Based on your instructions, Lawtons will have prepared your defence before your trial.

At your trial, a jury of twelve people will decide whether you are guilty or not guilty of the charges you have denied.

A judge will supervise the trial. He or she may make rulings during the trial, and will tell the jury the law that relates to your case, but he or she does not decide whether or not you are guilty.

You will be represented by an advocate – a barrister or solicitor-advocate. The Prosecution (or ‘the Crown’) will also be represented by an advocate, as will any co-defendants in your case.

At the start of your trial, the Judge may rule on any legal arguments put forward by the advocates. Once that has been done, or if there are no arguments, a jury will be selected. Jurors are ordinary people chosen at random to try your case, and may come from any walk of life. If they happen to know you already, they will not be able to try your case.

The Prosecutor then ‘opens’ the case by telling the jury what the allegation against you is. What the Prosecutor tells the jury in the opening is not evidence against you.

Evidence is what witnesses tell the jury. They may say that they have seen you committing a crime or they may be police officers who investigated your case. The Prosecutor will ask the witnesses to tell the jury what they say happened. If you disagree with anything a witness says, your advocate will ask the witness questions. This is called ‘cross-examination’. If you have co-defendants, their advocates will also have the chance to ask the witnesses questions. The Prosecutor can then ask the witness more questions in re-examination.

Sometimes evidence is not disputed. For example, you may agree that you were arrested by the police, even if you disagree with what it is said you have done. If there is nothing that you dispute in a witness’s evidence, then his or her statement may be read to the jury.

There may be CCTV evidence in your case, which will be shown to the jury, and they may be handed objects or documents relevant to your case. These are called exhibits.

Once the Prosecution has called all of its evidence, there may be an opportunity for your advocate to argue that that the case against you should end at this point. This might happen if there is no evidence to prove that you have committed the offence alleged against you or the evidence against you is weak.

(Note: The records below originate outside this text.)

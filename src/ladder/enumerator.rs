//! Bounded depth-first ladder enumeration
//!
//! Produces every simple path through the graph up to the length bound,
//! prefixes included. The search is exponential in the branching factor;
//! the bound is what keeps it finite.

use crate::core::{Ladder, Word};
use crate::graph::LadderGraph;
use indicatif::ProgressBar;
use rayon::prelude::*;

/// Enumerates ladders over a read-only graph
pub struct LadderEnumerator<'a> {
    graph: &'a LadderGraph,
    max_length: usize,
}

impl<'a> LadderEnumerator<'a> {
    /// Create an enumerator emitting ladders of at most `max_length` words
    #[must_use]
    pub const fn new(graph: &'a LadderGraph, max_length: usize) -> Self {
        Self { graph, max_length }
    }

    /// All ladders beginning at `start`, in depth-first order
    ///
    /// Every simple path of one to `max_length` words is emitted exactly once,
    /// each path after all of its extensions. The bound caps extension, not
    /// emission: paths that reach `max_length` words are emitted without
    /// being extended further.
    ///
    /// # Examples
    /// ```
    /// use word_ladders::core::Word;
    /// use word_ladders::graph::{GraphStrategy, LadderGraph};
    /// use word_ladders::ladder::LadderEnumerator;
    ///
    /// let words: Vec<Word> = ["hello", "cello", "jello"].into_iter().map(Word::new).collect();
    /// let graph = LadderGraph::build(&words, GraphStrategy::Pairwise);
    /// let ladders = LadderEnumerator::new(&graph, 7).from_start(&Word::new("hello"));
    ///
    /// assert_eq!(ladders.len(), 5);
    /// assert_eq!(ladders[0].to_string(), "hello → cello → jello");
    /// ```
    #[must_use]
    pub fn from_start(&self, start: &Word) -> Vec<Ladder> {
        let mut ladders = Vec::new();
        self.extend_into(Ladder::start(start.clone()), &mut ladders);
        ladders
    }

    /// Ladders from every start word, sequentially
    #[must_use]
    pub fn enumerate(&self) -> Vec<Ladder> {
        self.graph
            .start_words()
            .iter()
            .flat_map(|start| self.from_start(start))
            .collect()
    }

    /// Ladders from every start word, one rayon task per start word
    ///
    /// Output order matches [`LadderEnumerator::enumerate`]. `progress` ticks once per start word.
    #[must_use]
    pub fn enumerate_parallel(&self, progress: &ProgressBar) -> Vec<Ladder> {
        let per_start: Vec<Vec<Ladder>> = self
            .graph
            .start_words()
            .par_iter()
            .map(|start| {
                let ladders = self.from_start(start);
                progress.inc(1);
                ladders
            })
            .collect();

        per_start.into_iter().flatten().collect()
    }

    fn extend_into(&self, ladder: Ladder, out: &mut Vec<Ladder>) {
        let candidates: Vec<&Word> = self
            .graph
            .neighbors(ladder.last())
            .iter()
            .filter(|word| !ladder.contains(word))
            .collect();

        // Dead end
        if candidates.is_empty() {
            out.push(ladder);
            return;
        }

        if ladder.len() + 1 >= self.max_length {
            out.extend(
                candidates
                    .into_iter()
                    .map(|word| ladder.extended(word.clone())),
            );
            out.push(ladder);
            return;
        }

        for word in candidates {
            self.extend_into(ladder.extended(word.clone()), out);
        }
        out.push(ladder);
    }
}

If the Judge agrees, then the case against you is at an end.

Otherwise, the Defence case begins. You may give evidence, although you cannot be forced to if you do not want to. If you give evidence you will go into the witness box. Your advocate will ask you questions. If you have co-defendants, their advocates can ask you questions, and the Prosecutor will then cross-examine you. Your advocate may ask you questions in re-examination.

If you choose not to give evidence, the judge may tell the jury that they can hold that failure to give evidence against you when deciding whether or not you are guilty.

If you have any witnesses you want to call, you will be able to do so.

If there are any other Defendants in the case, they will also be able to give evidence and call witnesses. Your advocate can ask questions of the Defendants who give evidence, and of their witnesses.

At the end of the Defence case, each advocate can make a speech to the jury. The Prosecutor will go first, followed by the Defence advocates. Your advocate will put arguments to the jury to show why you are not guilty.

The Judge then ‘sums up’ the case to the jury. He or she will tell the jury the law that applies in your case, and will remind them of the important parts of the evidence.

The Judge will tell the jury that they can only find you guilty if they are ‘sure’ that you have committed the offence alleged against you.

The Jury will then go to a private room where they will talk about the evidence and decide whether you are guilty. Nobody other than the jury will take part in those discussions.

The Jury will make a decision on each of the counts alleged against you, and, if there are other Defendants, on each Defendant.

Normally all twelve jurors will have to agree on whether they find you guilty or not guilty.  This is called being unanimous. If a jury cannot come to a unanimous decision, the Judge will direct them to return a ‘majority verdict’. In that case, at least ten jurors must agree with each decision.

If the Jury cannot come to a verdict on which at least ten of them agree, that is called a ‘hung jury’. If that happens, you may have to face another trial in front of a new jury.

Once the jury have reached a decision, either unanimous or majority, they will come back to Court and one juror, ‘the foreman’, will tell the Court what the verdict is on each count and for each Defendant.

If you are found not guilty, that is the end of the case against you on those charges.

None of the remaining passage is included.